Audiologist Ahsen Kartal Özcan earned the title of "Doctor" by successfully defending her thesis titled "Assessment of Memory Function, Listening Effort and Multisensory Integration in Cochlear Implant Users," supervised by Prof. Dr. Ali Cemal Yumuşakhuylu, within the Doctoral Program in Audiology and Speech Disorders at the Marmara University Institute of Health Sciences.
We congratulate our esteemed colleague Dr. Ahsen Kartal Özcan on this achievement and wish her continued contributions to audiology and to the world of science.

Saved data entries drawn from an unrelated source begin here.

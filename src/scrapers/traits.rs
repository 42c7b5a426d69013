use crate::scrapers::types::{DiscoveredCategory, PageRequest};
use anyhow::Result;
use async_trait::async_trait;

/// Finds the category listing pages of one supplier
#[async_trait]
pub trait CategoryDiscoverer: Send + Sync {
    /// Discovered categories, in site order
    async fn discover(&self) -> Result<Vec<DiscoveredCategory>>;

    /// Get the name of the discovery strategy
    fn strategy_name(&self) -> &'static str;
}

/// Loads a page and returns its rendered HTML
#[async_trait]
pub trait PageSource: Send + Sync {
    async fn fetch(&self, request: &PageRequest) -> Result<String>;

    fn source_name(&self) -> &'static str;
}
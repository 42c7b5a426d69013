use crate::config::SupplierConfig;
use crate::scrapers::stealth::{self, HeaderProfile, STEALTH_SCRIPT};
use crate::scrapers::traits::PageSource;
use crate::scrapers::types::PageRequest;
use anyhow::{Context, Result};
use async_trait::async_trait;
use headless_chrome::protocol::cdp::Page;
use headless_chrome::{Browser, LaunchOptions, Tab};
use std::ffi::OsStr;
use std::path::PathBuf;
use std::sync::Arc;
use std::thread;
use std::time::Duration;
use tracing::{debug, info, warn};

const NAVIGATION_TIMEOUT: Duration = Duration::from_secs(45);
const SELECTOR_TIMEOUT: Duration = Duration::from_secs(15);

/// Launch the Chrome instance shared by one scrape run
pub fn launch_browser(headless: bool) -> Result<Arc<Browser>> {
    info!("Launching {} Chrome...", if headless { "headless" } else { "headed" });

    let args: Vec<&OsStr> = [
        "--disable-blink-features=AutomationControlled",
        "--disable-dev-shm-usage",
        "--disable-infobars",
    ]
    .iter()
    .map(OsStr::new)
    .collect();

    let options = LaunchOptions {
        headless,
        sandbox: false,
        window_size: Some((1920, 1080)),
        idle_browser_timeout: Duration::from_secs(300),
        args,
        ..Default::default()
    };

    let browser = Browser::new(options).context("Failed to launch Chrome browser")?;
    Ok(Arc::new(browser))
}

/// How pages of one supplier are opened
#[derive(Debug, Clone)]
pub struct PageSettings {
    pub stealth: bool,
    pub settle: Duration,
    pub dismiss_selectors: Vec<String>,
    /// Where to dump HTML and a screenshot when an expected selector never shows up
    pub debug_dir: Option<PathBuf>,
}

impl PageSettings {
    pub fn for_supplier(supplier: &SupplierConfig, debug_dir: Option<PathBuf>) -> Self {
        Self {
            stealth: supplier.stealth,
            settle: Duration::from_secs(supplier.settle_secs),
            dismiss_selectors: supplier.dismiss_selectors.clone(),
            debug_dir,
        }
    }
}

/// Open a fresh tab with a rotated fingerprint
fn open_tab(browser: &Browser, settings: &PageSettings) -> Result<Arc<Tab>> {
    let tab = browser.new_tab().context("Failed to open tab")?;
    tab.set_default_timeout(NAVIGATION_TIMEOUT);

    let profile = HeaderProfile::random();
    debug!("Using user agent {}", profile.user_agent);
    tab.set_user_agent(profile.user_agent, Some(profile.accept_language), None)
        .context("Failed to set user agent")?;

    if settings.stealth {
        tab.call_method(Page::AddScriptToEvaluateOnNewDocument {
            source: STEALTH_SCRIPT.to_string(),
            world_name: None,
            include_command_line_api: None,
            run_immediately: None,
        })
        .context("Failed to install stealth script")?;
    }

    Ok(tab)
}

/// Run `work` on a fresh tab, closing the tab on every exit path.
///
/// Dropping a `Tab` leaves its target open in the browser, so the close has
/// to be explicit.
pub fn with_tab<T>(
    browser: &Browser,
    settings: &PageSettings,
    work: impl FnOnce(&Tab) -> Result<T>,
) -> Result<T> {
    let tab = open_tab(browser, settings)?;
    let result = work(tab.as_ref());
    close_after(result, || tab.close(true))
}

fn close_after<T, E: std::fmt::Display>(
    result: Result<T>,
    close: impl FnOnce() -> std::result::Result<bool, E>,
) -> Result<T> {
    if let Err(e) = close() {
        debug!("Could not close tab: {}", e);
    }
    result
}

/// Click away cookie banners and location drawers that cover the listing
pub fn dismiss_overlays(tab: &Tab, selectors: &[String]) {
    for selector in selectors {
        if let Ok(button) = tab.find_element(selector) {
            match button.click() {
                Ok(_) => {
                    debug!("Dismissed overlay {}", selector);
                    thread::sleep(Duration::from_secs(1));
                }
                Err(e) => debug!("Could not click overlay {}: {}", selector, e),
            }
        }
    }
}

/// Scroll down in uneven steps so lazy-loaded cards render
pub fn human_scroll(tab: &Tab) {
    for (pixels, pause) in stealth::scroll_plan() {
        let _ = tab.evaluate(&format!("window.scrollBy(0, {});", pixels), false);
        thread::sleep(pause);
    }
}

/// Page source backed by headless Chrome
#[derive(Clone)]
pub struct BrowserPageSource {
    browser: Arc<Browser>,
    settings: PageSettings,
}

impl BrowserPageSource {
    pub fn new(browser: Arc<Browser>, settings: PageSettings) -> Self {
        Self { browser, settings }
    }

    fn load_blocking(&self, request: &PageRequest) -> Result<String> {
        with_tab(&self.browser, &self.settings, |tab| self.load_in_tab(tab, request))
    }

    fn load_in_tab(&self, tab: &Tab, request: &PageRequest) -> Result<String> {
        info!("Opening {}", request.url);
        tab.navigate_to(&request.url)
            .with_context(|| format!("Failed to navigate to {}", request.url))?;
        tab.wait_until_navigated()
            .with_context(|| format!("Navigation to {} did not finish", request.url))?;

        // Cloudflare-style interstitials need a moment before the listing renders
        thread::sleep(self.settings.settle);
        dismiss_overlays(tab, &self.settings.dismiss_selectors);
        human_scroll(tab);

        if let Some(selector) = &request.wait_for {
            if let Err(e) = tab.wait_for_element_with_custom_timeout(selector, SELECTOR_TIMEOUT) {
                self.capture_debug(tab, &request.url);
                return Err(e).with_context(|| {
                    format!("Selector {} never appeared on {}", selector, request.url)
                });
            }
        }

        let html = tab.get_content().context("Failed to read page HTML")?;
        debug!("Captured {} bytes of HTML", html.len());
        Ok(html)
    }

    fn capture_debug(&self, tab: &Tab, url: &str) {
        let Some(dir) = &self.settings.debug_dir else {
            return;
        };
        if let Err(e) = std::fs::create_dir_all(dir) {
            warn!("Could not create debug directory {}: {}", dir.display(), e);
            return;
        }

        if let Ok(html) = tab.get_content() {
            let path = dir.join("last_page.html");
            match std::fs::write(&path, html) {
                Ok(()) => info!("Saved HTML of {} to {}", url, path.display()),
                Err(e) => warn!("Could not save debug HTML: {}", e),
            }
        }

        if let Ok(png) = tab.capture_screenshot(
            Page::CaptureScreenshotFormatOption::Png,
            None,
            None,
            true,
        ) {
            let path = dir.join("last_page.png");
            if std::fs::write(&path, png).is_ok() {
                info!("Saved screenshot to {}", path.display());
            }
        }
    }
}

#[async_trait]
impl PageSource for BrowserPageSource {
    async fn fetch(&self, request: &PageRequest) -> Result<String> {
        let this = self.clone();
        let request = request.clone();
        tokio::task::spawn_blocking(move || this.load_blocking(&request))
            .await
            .context("Browser task panicked")?
    }

    fn source_name(&self) -> &'static str {
        "browser"
    }
}

#[cfg(test)]
mod tests {
    use super::close_after;
    use anyhow::anyhow;
    use std::cell::Cell;

    #[test]
    fn tab_is_closed_when_work_fails() {
        let closed = Cell::new(false);
        let result: anyhow::Result<String> = close_after(Err(anyhow!("navigation failed")), || {
            closed.set(true);
            Ok::<_, anyhow::Error>(true)
        });
        assert!(closed.get());
        assert_eq!(result.unwrap_err().to_string(), "navigation failed");
    }

    #[test]
    fn close_failure_keeps_the_work_result() {
        let result = close_after(Ok("<html></html>".to_string()), || {
            Err::<bool, _>(anyhow!("target already gone"))
        });
        assert_eq!(result.unwrap(), "<html></html>");
    }
}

Aim: To compare memory functions, listening effort, multisensory integration and Acoustic Change Complex (ACC) responses in cochlear implant (CI) users and normal-hearing individuals, and to reveal the relationships among them.
Materials and Methods: The study included prelingual (n=25) and postlingual (n=25) CI users and age-matched normal-hearing (n=25) individuals. Memory functions were assessed with an auditory-visual digit span test, listening effort with behavioral and subjective methods, and multisensory integration was examined under various conditions including the McGurk effect.
Findings: Significant differences were found between normal-hearing individuals and CI users in memory, listening effort, multisensory integration and ACC. CI users largely displayed a compensatory visual-dominance strategy rather than fusion perception.
Conclusion: CI users performed worse than normal-hearing individuals in auditory memory and behavioral listening effort; prolonged ACC latencies pointed to difficulty in cortical auditory discrimination.